Collected data
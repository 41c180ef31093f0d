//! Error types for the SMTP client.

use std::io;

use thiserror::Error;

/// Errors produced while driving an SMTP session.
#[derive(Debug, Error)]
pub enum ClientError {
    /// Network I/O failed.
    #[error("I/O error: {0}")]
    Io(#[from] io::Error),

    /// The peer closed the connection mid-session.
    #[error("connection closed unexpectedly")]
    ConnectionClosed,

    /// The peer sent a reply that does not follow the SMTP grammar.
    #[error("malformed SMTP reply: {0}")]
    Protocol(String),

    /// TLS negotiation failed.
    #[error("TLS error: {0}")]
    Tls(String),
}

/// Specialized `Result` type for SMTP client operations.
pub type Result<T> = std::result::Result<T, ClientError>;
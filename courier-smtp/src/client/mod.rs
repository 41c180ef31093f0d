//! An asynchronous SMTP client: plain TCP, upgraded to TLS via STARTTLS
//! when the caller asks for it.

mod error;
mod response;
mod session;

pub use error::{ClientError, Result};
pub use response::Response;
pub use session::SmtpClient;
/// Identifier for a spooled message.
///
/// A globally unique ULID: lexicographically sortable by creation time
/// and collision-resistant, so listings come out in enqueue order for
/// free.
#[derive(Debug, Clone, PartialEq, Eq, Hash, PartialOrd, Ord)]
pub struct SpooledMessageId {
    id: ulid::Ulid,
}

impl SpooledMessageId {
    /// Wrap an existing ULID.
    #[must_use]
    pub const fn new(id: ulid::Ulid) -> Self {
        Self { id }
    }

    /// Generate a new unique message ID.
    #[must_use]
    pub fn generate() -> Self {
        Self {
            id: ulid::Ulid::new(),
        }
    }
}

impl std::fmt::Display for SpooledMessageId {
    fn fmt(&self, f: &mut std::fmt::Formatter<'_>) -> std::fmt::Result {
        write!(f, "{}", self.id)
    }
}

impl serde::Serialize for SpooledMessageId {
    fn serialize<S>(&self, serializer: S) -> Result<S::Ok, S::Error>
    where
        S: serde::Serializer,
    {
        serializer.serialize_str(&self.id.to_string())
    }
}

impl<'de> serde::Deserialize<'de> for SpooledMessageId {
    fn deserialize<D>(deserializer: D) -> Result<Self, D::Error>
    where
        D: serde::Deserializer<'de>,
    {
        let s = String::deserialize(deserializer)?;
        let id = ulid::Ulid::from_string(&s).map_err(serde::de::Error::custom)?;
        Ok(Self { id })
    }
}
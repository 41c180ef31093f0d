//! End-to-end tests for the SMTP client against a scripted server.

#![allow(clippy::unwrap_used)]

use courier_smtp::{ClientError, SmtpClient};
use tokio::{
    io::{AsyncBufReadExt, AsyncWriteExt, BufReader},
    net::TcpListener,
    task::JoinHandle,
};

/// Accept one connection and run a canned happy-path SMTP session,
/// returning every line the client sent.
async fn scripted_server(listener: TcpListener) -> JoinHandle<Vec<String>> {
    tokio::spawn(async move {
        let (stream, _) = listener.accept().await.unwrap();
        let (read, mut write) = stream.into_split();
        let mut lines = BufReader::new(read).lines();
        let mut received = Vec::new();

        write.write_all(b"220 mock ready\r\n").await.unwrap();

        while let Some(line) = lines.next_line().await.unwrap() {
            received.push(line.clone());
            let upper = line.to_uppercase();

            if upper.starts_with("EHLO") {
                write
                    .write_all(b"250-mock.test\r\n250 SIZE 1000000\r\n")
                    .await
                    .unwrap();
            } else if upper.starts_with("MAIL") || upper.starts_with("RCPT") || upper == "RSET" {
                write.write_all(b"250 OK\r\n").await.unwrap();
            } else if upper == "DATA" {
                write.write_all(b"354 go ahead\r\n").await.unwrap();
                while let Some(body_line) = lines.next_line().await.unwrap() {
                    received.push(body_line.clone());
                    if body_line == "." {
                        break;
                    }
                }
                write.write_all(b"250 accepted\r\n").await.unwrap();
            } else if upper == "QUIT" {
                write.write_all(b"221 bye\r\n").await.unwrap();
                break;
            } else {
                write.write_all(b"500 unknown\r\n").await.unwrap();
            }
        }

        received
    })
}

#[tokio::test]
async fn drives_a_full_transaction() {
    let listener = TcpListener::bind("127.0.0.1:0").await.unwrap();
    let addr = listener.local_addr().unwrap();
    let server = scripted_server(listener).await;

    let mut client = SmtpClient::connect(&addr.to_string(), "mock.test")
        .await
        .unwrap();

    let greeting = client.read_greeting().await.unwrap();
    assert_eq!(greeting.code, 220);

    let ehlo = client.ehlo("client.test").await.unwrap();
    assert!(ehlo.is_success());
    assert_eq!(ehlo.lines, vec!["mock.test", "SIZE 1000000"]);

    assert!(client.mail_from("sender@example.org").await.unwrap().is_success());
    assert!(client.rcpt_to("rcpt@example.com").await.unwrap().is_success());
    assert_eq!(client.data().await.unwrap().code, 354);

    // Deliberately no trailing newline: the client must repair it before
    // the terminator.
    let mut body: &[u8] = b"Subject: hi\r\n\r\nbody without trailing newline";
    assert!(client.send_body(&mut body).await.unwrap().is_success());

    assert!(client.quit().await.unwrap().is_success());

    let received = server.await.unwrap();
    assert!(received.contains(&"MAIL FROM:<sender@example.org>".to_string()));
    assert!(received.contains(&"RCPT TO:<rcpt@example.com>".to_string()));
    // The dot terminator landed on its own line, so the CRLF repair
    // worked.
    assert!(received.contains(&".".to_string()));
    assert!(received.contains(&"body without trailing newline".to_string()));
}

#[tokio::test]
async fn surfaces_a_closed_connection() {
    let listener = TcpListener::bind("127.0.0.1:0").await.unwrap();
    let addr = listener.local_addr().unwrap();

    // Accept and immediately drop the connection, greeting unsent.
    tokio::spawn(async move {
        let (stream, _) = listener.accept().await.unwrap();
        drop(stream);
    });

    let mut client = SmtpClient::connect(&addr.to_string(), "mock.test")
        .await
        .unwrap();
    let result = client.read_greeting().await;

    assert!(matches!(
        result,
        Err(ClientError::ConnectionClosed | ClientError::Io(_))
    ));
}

---

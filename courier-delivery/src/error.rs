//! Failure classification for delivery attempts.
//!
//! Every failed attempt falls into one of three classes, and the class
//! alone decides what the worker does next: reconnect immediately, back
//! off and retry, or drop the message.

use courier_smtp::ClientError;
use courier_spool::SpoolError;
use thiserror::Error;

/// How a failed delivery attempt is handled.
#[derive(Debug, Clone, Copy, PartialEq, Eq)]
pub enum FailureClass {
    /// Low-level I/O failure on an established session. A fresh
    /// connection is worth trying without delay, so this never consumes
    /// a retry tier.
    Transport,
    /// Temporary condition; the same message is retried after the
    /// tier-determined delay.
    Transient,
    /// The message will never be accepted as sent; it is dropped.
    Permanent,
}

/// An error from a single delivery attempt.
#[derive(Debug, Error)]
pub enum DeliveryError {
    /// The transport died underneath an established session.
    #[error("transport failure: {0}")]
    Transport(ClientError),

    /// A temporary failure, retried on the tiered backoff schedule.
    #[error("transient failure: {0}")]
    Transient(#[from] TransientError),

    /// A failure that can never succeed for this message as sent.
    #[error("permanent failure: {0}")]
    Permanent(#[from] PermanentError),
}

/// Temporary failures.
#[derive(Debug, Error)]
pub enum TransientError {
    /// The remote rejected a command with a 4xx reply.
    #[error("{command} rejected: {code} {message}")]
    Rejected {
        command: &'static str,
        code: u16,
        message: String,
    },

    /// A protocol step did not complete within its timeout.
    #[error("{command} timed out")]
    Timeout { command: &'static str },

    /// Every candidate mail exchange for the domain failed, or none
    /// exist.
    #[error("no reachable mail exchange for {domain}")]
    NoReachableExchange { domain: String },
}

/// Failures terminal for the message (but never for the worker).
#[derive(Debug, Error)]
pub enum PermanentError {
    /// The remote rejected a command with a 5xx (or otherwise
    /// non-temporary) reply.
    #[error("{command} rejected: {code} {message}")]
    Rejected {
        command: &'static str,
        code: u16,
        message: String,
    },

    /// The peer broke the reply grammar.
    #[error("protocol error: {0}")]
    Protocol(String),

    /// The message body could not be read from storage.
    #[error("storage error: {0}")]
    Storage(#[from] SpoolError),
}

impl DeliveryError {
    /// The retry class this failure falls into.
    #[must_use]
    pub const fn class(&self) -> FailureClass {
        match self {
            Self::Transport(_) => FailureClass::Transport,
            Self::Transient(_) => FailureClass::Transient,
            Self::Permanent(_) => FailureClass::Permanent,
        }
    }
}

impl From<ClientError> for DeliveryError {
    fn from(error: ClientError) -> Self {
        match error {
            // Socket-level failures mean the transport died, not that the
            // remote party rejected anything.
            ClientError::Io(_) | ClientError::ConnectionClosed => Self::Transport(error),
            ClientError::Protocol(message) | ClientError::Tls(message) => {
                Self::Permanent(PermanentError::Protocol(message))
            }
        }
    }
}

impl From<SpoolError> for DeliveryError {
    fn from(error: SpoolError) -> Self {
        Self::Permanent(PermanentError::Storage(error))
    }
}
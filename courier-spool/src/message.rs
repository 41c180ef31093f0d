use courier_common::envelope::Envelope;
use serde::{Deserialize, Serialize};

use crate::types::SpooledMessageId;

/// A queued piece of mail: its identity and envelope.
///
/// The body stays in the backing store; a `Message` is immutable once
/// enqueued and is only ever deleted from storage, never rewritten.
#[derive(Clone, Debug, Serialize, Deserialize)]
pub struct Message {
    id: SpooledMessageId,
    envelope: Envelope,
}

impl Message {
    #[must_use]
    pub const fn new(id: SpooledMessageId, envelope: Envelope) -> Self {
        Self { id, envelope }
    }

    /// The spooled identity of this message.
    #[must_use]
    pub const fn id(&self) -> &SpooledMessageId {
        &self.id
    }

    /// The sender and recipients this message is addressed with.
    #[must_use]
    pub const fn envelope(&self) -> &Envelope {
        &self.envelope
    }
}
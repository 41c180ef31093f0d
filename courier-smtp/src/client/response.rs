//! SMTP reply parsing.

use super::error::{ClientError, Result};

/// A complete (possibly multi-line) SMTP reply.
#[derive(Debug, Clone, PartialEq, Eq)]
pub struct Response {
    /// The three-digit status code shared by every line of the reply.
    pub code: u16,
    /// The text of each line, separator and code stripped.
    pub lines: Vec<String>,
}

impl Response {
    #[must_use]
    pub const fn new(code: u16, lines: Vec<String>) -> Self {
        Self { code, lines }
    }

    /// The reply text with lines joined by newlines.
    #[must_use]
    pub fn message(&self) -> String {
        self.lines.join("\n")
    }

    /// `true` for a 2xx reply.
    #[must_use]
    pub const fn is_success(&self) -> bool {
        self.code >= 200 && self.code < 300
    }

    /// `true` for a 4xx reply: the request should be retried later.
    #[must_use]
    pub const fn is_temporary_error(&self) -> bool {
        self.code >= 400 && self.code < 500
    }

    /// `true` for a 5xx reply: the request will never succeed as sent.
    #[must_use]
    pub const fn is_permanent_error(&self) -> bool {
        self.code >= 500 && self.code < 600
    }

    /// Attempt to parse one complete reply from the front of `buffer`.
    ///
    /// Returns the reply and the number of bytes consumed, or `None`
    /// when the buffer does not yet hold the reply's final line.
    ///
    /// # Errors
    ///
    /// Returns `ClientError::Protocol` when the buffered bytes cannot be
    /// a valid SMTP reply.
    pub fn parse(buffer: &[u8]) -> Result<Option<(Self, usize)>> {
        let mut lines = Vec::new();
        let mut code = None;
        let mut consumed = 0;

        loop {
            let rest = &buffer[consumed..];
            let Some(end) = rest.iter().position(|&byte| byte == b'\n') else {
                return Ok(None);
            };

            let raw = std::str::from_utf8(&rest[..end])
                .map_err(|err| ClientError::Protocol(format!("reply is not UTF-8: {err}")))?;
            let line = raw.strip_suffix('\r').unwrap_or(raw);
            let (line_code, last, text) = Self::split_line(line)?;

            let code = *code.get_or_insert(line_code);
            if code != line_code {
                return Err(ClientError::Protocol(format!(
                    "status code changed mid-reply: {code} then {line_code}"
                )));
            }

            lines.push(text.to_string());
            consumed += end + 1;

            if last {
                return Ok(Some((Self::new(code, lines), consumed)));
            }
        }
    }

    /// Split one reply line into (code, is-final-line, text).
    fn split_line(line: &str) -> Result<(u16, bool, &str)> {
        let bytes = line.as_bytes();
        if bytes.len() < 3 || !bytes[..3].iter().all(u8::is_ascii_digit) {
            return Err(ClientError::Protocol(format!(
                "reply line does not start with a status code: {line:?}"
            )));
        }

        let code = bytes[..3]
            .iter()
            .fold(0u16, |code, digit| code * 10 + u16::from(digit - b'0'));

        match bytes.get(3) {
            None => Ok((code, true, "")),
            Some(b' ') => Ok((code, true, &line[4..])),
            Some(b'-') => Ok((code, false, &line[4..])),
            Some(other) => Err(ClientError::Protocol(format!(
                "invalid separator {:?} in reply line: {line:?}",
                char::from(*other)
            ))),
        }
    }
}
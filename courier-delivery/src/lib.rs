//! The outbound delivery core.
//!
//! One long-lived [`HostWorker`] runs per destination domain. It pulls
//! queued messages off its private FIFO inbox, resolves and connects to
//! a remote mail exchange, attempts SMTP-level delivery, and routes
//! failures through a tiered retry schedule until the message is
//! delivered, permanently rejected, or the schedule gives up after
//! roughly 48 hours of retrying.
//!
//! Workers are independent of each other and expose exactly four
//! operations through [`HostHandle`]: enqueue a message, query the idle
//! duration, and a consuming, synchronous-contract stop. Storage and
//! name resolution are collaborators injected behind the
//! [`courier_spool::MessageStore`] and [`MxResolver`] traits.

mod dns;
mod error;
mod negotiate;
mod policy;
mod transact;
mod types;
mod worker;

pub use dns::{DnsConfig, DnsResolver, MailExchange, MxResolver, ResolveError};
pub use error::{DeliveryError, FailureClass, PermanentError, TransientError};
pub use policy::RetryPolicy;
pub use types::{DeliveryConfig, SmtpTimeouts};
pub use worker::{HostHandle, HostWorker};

[YOUR ASSIGNMENT]:
Out of the entries, report each line that contains the word "last".

[RESPONSE TO THE EXERCISE]:
            let (line_code, last, text) = Self::split_line(line)?;
            if last {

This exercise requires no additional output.